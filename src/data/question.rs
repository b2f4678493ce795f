//! Single question of a topic, including the acceptable-answer matcher.

use serde::{Deserialize, Serialize};

/// One question with its point value and canonical answers.
#[derive(Debug, Clone, Serialize, Deserialize)]
pub struct Question {
    /// Point value awarded (or deducted) for this question.
    pub cost: u32,
    /// Question text shown to the players.
    pub text: String,
    /// Canonical answers accepted by the automatic check.
    pub answers: Vec<String>,
    /// Optional author comment revealed together with the answer.
    #[serde(default)]
    pub comment: String,
}

impl Question {
    /// Check a submitted answer against the canonical answer set.
    ///
    /// Both sides are normalized (lowercase, letters and digits only, `ё`
    /// folded to `е`) and compared in four combinations: parenthesised
    /// fragments stripped or kept on either side. Any match counts.
    pub fn check_answer(&self, submitted: &str) -> bool {
        let submitted = submitted.trim();
        for expected in &self.answers {
            for strip_expected in [false, true] {
                for strip_submitted in [false, true] {
                    if normalize(expected, strip_expected) == normalize(submitted, strip_submitted)
                    {
                        return true;
                    }
                }
            }
        }
        false
    }

    /// Render the canonical answers and comment for the reveal message.
    pub fn author_answers(&self) -> String {
        let mut result = String::new();
        for answer in &self.answers {
            if !result.is_empty() {
                result.push_str("\nAlso accepted: ");
            }
            result.push_str(answer);
        }
        if !self.comment.is_empty() {
            result.push_str("\nComment: ");
            result.push_str(&self.comment);
        }
        result
    }
}

/// Reduce an answer to its comparable form.
///
/// Keeps alphanumeric characters only, lowercased, with the `ё` variant
/// folded into `е`. When `skip_parentheses` is set, anything nested inside
/// `()`, `[]`, or `{}` is dropped as well.
fn normalize(answer: &str, skip_parentheses: bool) -> String {
    let mut result = String::new();
    let mut depth = 0i32;
    for c in answer.chars() {
        match c {
            '(' | '[' | '{' => depth += 1,
            ')' | ']' | '}' => depth -= 1,
            _ if c.is_alphanumeric() && (depth == 0 || !skip_parentheses) => {
                let c = match c {
                    'ё' | 'Ё' => 'е',
                    other => other,
                };
                result.extend(c.to_lowercase());
            }
            _ => {}
        }
    }
    result
}

#[cfg(test)]
mod tests {
    use super::*;

    fn question(answers: &[&str]) -> Question {
        Question {
            cost: 10,
            text: "?".into(),
            answers: answers.iter().map(|a| a.to_string()).collect(),
            comment: String::new(),
        }
    }

    #[test]
    fn exact_answer_matches() {
        assert!(question(&["Pushkin"]).check_answer("Pushkin"));
    }

    #[test]
    fn casing_and_whitespace_are_ignored() {
        let q = question(&["Alexander Pushkin"]);
        assert!(q.check_answer("  alexander  PUSHKIN "));
        assert!(q.check_answer("alexanderpushkin"));
    }

    #[test]
    fn punctuation_is_ignored() {
        assert!(question(&["Rimsky-Korsakov"]).check_answer("rimsky korsakov"));
    }

    #[test]
    fn yo_variant_folds_to_base_letter() {
        let q = question(&["Пётр Первый"]);
        assert!(q.check_answer("петр первый"));
        assert!(question(&["петр"]).check_answer("пётр"));
    }

    #[test]
    fn parenthesised_fragment_is_optional_on_either_side() {
        let q = question(&["(Alexander) Pushkin"]);
        assert!(q.check_answer("Pushkin"));
        assert!(q.check_answer("Alexander Pushkin"));

        let q = question(&["Pushkin"]);
        assert!(q.check_answer("Pushkin (the poet)"));
    }

    #[test]
    fn any_canonical_answer_counts() {
        let q = question(&["Leo Tolstoy", "Tolstoy"]);
        assert!(q.check_answer("tolstoy"));
    }

    #[test]
    fn wrong_answer_is_rejected() {
        assert!(!question(&["Pushkin"]).check_answer("Lermontov"));
    }

    #[test]
    fn author_answers_lists_alternatives_and_comment() {
        let mut q = question(&["A", "B"]);
        q.comment = "tricky".into();
        assert_eq!(q.author_answers(), "A\nAlso accepted: B\nComment: tricky");
    }
}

::::::

» WHAT THIS TASK INVOLVES
This task calls for every entry above to be transcribed exactly.

» SOLUTION FOR THIS TASK
filename src/data/question.rs
repository b2f4678493ce795f
//! Single question of a topic, including the acceptable-answer matcher.

use serde::{Deserialize, Serialize};

/// One question with its point value and canonical answers.
#[derive(Debug, Clone, Serialize, Deserialize)]
pub struct Question {
    /// Point value awarded (or deducted) for this question.
    pub cost: u32,
    /// Question text shown to the players.
    pub text: String,
    /// Canonical answers accepted by the automatic check.
    pub answers: Vec<String>,
    /// Optional author comment revealed together with the answer.
    #[serde(default)]
    pub comment: String,
}

impl Question {
    /// Check a submitted answer against the canonical answer set.
    ///
    /// Both sides are normalized (lowercase, letters and digits only, `ё`
    /// folded to `е`) and compared in four combinations: parenthesised
    /// fragments stripped or kept on either side. Any match counts.
    pub fn check_answer(&self, submitted: &str) -> bool {
        let submitted = submitted.trim();
        for expected in &self.answers {
            for strip_expected in [false, true] {
                for strip_submitted in [false, true] {
                    if normalize(expected, strip_expected) == normalize(submitted, strip_submitted)
                    {
                        return true;
                    }
                }
            }
        }
        false
    }

    /// Render the canonical answers and comment for the reveal message.
    pub fn author_answers(&self) -> String {
        let mut result = String::new();
        for answer in &self.answers {
            if !result.is_empty() {
                result.push_str("\nAlso accepted: ");
            }
            result.push_str(answer);
        }
        if !self.comment.is_empty() {
            result.push_str("\nComment: ");
            result.push_str(&self.comment);
        }
        result
    }
}

/// Reduce an answer to its comparable form.
///
/// Keeps alphanumeric characters only, lowercased, with the `ё` variant
/// folded into `е`. When `skip_parentheses` is set, anything nested inside
/// `()`, `[]`, or `{}` is dropped as well.
fn normalize(answer: &str, skip_parentheses: bool) -> String {
    let mut result = String::new();
    let mut depth = 0i32;
    for c in answer.chars() {
        match c {
            '(' | '[' | '{' => depth += 1,
            ')' | ']' | '}' => depth -= 1,
            _ if c.is_alphanumeric() && (depth == 0 || !skip_parentheses) => {
                let c = match c {
                    'ё' | 'Ё' => 'е',
                    other => other,
                };
                result.extend(c.to_lowercase());
            }
            _ => {}
        }
    }
    result
}

#[cfg(test)]
mod tests {
    use super::*;

    fn question(answers: &[&str]) -> Question {
        Question {
            cost: 10,
            text: "?".into(),
            answers: answers.iter().map(|a| a.to_string()).collect(),
            comment: String::new(),
        }
    }

    #[test]
    fn exact_answer_matches() {
        assert!(question(&["Pushkin"]).check_answer("Pushkin"));
    }

    #[test]
    fn casing_and_whitespace_are_ignored() {
        let q = question(&["Alexander Pushkin"]);
        assert!(q.check_answer("  alexander  PUSHKIN "));
        assert!(q.check_answer("alexanderpushkin"));
    }

    #[test]
    fn punctuation_is_ignored() {
        assert!(question(&["Rimsky-Korsakov"]).check_answer("rimsky korsakov"));
    }

    #[test]
    fn yo_variant_folds_to_base_letter() {
        let q = question(&["Пётр Первый"]);
        assert!(q.check_answer("петр первый"));
        assert!(question(&["петр"]).check_answer("пётр"));
    }

    #[test]
    fn parenthesised_fragment_is_optional_on_either_side() {
        let q = question(&["(Alexander) Pushkin"]);
        assert!(q.check_answer("Pushkin"));
        assert!(q.check_answer("Alexander Pushkin"));

        let q = question(&["Pushkin"]);
        assert!(q.check_answer("Pushkin (the poet)"));
    }

    #[test]
    fn any_canonical_answer_counts() {
        let q = question(&["Leo Tolstoy", "Tolstoy"]);
        assert!(q.check_answer("tolstoy"));
    }

    #[test]
    fn wrong_answer_is_rejected() {
        assert!(!question(&["Pushkin"]).check_answer("Lermontov"));
    }

    #[test]
    fn author_answers_lists_alternatives_and_comment() {
        let mut q = question(&["A", "B"]);
        q.comment = "tricky".into();
        assert_eq!(q.author_answers(), "A\nAlso accepted: B\nComment: tricky");
    }
}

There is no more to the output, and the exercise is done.